_Brief_
Taking each line of the records in turn, count those containing "OsStr" and report only the number.

── Data ──

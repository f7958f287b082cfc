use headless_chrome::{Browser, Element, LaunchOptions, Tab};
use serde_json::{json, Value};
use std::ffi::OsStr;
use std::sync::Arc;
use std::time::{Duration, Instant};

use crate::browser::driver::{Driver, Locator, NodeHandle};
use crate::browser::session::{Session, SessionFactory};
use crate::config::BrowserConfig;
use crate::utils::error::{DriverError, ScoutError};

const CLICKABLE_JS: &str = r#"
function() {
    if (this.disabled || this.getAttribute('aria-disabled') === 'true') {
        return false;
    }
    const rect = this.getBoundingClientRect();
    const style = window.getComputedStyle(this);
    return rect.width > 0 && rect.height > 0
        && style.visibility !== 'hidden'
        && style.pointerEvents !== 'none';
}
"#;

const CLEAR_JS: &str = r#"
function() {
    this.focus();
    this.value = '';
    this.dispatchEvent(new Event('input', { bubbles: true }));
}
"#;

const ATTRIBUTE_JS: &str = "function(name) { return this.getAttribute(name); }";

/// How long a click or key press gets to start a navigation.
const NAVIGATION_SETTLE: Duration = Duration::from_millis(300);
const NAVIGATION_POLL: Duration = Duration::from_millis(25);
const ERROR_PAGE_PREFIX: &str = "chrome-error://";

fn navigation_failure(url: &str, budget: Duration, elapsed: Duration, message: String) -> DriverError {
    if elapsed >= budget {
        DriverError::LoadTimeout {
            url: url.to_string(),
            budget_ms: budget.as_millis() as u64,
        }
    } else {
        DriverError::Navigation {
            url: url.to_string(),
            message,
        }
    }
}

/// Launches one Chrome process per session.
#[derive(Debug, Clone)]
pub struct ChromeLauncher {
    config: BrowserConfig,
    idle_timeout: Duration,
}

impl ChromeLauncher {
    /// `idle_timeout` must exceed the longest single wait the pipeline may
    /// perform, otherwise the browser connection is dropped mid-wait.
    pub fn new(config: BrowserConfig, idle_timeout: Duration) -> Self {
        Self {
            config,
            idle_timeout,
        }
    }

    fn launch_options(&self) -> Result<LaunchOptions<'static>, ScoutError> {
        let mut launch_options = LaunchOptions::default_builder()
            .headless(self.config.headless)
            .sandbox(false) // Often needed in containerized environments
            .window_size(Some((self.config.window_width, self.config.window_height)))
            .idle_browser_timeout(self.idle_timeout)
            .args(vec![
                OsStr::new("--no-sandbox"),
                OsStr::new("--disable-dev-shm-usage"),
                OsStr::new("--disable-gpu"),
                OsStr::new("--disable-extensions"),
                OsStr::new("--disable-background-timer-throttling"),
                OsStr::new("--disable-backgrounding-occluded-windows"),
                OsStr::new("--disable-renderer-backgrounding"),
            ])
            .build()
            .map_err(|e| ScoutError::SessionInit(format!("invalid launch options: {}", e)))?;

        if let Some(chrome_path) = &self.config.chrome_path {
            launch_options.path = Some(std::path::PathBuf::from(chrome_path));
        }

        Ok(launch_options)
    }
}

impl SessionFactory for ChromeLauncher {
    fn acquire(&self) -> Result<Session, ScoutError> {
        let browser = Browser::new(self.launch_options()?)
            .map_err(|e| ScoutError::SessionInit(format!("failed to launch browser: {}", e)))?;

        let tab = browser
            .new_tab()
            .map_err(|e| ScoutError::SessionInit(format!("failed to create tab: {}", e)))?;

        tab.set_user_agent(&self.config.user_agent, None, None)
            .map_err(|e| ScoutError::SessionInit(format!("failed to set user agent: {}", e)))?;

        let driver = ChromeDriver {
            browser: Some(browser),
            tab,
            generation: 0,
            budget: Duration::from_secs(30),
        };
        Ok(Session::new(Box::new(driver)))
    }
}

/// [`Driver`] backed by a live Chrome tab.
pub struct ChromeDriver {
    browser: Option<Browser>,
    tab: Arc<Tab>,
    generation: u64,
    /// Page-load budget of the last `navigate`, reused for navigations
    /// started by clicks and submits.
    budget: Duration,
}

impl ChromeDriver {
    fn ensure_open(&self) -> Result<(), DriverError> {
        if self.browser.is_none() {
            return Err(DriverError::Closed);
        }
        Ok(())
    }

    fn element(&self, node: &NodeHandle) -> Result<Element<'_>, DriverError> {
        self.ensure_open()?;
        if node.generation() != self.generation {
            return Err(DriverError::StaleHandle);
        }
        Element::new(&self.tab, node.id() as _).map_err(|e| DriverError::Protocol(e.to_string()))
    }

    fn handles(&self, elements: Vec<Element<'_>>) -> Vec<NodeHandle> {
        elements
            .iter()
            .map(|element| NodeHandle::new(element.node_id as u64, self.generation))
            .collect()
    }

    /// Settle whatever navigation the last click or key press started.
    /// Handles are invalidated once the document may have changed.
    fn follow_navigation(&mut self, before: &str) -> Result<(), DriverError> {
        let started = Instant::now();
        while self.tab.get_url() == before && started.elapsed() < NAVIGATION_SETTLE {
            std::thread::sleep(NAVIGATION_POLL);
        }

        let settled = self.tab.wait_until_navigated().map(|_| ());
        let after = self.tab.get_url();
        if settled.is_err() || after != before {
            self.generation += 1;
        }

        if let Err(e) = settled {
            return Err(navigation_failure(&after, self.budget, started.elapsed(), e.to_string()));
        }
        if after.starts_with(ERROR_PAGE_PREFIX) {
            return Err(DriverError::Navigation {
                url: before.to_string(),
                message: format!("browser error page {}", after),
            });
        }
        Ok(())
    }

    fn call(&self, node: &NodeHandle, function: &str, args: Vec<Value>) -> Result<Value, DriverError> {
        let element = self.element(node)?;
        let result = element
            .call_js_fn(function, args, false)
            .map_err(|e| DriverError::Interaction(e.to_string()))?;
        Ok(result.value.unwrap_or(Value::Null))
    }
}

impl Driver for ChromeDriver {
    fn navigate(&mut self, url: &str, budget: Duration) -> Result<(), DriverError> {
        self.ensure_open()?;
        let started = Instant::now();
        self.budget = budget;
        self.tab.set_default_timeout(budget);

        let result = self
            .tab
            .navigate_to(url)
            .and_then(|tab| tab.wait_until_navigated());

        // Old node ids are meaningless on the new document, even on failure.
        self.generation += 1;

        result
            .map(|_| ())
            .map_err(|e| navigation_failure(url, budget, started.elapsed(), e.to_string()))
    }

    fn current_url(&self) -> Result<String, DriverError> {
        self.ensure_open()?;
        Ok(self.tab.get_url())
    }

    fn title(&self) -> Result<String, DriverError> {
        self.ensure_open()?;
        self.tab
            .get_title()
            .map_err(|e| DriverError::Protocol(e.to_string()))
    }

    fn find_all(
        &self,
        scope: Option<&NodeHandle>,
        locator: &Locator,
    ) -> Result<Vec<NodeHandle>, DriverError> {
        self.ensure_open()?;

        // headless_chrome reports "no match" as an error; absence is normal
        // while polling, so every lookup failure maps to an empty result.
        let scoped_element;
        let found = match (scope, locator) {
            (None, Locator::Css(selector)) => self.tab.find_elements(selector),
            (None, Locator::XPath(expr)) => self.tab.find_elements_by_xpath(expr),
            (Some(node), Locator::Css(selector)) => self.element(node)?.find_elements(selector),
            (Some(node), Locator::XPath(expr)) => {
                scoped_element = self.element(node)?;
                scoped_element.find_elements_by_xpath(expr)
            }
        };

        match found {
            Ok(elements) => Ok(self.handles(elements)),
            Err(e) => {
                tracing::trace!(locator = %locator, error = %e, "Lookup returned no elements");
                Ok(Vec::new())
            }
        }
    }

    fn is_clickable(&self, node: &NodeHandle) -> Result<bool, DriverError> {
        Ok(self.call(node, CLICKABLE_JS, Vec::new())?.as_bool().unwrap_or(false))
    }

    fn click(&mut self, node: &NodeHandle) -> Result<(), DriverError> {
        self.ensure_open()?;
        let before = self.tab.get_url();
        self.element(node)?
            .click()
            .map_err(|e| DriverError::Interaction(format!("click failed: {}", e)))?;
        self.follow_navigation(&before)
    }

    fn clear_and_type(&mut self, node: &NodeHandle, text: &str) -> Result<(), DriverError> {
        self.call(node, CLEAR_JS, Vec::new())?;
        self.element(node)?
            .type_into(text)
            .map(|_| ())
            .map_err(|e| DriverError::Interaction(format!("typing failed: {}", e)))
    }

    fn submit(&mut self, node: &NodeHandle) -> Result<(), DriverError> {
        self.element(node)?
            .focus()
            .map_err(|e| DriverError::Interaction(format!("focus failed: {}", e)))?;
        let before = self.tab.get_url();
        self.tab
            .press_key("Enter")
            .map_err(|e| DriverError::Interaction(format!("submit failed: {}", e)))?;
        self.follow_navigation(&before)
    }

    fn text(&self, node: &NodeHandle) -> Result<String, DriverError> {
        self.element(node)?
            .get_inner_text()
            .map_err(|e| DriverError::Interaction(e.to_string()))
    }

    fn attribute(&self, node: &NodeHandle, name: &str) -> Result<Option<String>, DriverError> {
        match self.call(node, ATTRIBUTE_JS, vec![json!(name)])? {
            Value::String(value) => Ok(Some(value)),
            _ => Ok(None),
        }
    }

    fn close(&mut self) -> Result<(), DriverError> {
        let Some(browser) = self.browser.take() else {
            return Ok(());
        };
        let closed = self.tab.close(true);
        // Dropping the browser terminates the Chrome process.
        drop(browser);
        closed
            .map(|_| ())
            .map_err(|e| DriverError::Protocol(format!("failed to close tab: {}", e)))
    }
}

───
── Data ──

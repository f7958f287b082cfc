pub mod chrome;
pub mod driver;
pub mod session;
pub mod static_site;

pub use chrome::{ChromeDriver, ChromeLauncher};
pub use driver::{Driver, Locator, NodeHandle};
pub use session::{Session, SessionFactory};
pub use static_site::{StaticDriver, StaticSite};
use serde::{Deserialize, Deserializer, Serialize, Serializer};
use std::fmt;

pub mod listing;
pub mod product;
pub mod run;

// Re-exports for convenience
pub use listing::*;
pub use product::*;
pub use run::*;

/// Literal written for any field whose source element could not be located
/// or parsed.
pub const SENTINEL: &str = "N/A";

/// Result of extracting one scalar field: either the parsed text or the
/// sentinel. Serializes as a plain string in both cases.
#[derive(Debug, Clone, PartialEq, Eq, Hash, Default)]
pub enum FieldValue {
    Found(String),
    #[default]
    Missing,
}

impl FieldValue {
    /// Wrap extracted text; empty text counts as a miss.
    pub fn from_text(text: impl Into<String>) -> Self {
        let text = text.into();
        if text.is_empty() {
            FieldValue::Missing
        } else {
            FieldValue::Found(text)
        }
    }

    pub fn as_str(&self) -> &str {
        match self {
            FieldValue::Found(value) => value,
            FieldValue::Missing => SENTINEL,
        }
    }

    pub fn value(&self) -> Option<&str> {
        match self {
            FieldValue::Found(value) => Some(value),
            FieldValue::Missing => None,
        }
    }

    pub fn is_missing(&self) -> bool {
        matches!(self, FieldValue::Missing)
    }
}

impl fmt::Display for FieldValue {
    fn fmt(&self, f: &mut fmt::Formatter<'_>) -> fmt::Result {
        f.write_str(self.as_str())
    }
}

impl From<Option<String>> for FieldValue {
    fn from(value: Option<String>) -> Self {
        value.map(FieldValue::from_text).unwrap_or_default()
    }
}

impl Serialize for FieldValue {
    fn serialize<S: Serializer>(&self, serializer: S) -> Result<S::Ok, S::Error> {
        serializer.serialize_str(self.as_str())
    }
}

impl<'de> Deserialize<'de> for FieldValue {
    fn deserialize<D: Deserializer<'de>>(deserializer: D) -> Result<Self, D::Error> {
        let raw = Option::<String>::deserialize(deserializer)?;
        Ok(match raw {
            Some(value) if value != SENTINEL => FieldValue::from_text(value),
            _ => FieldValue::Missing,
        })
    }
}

───

_Your response_
8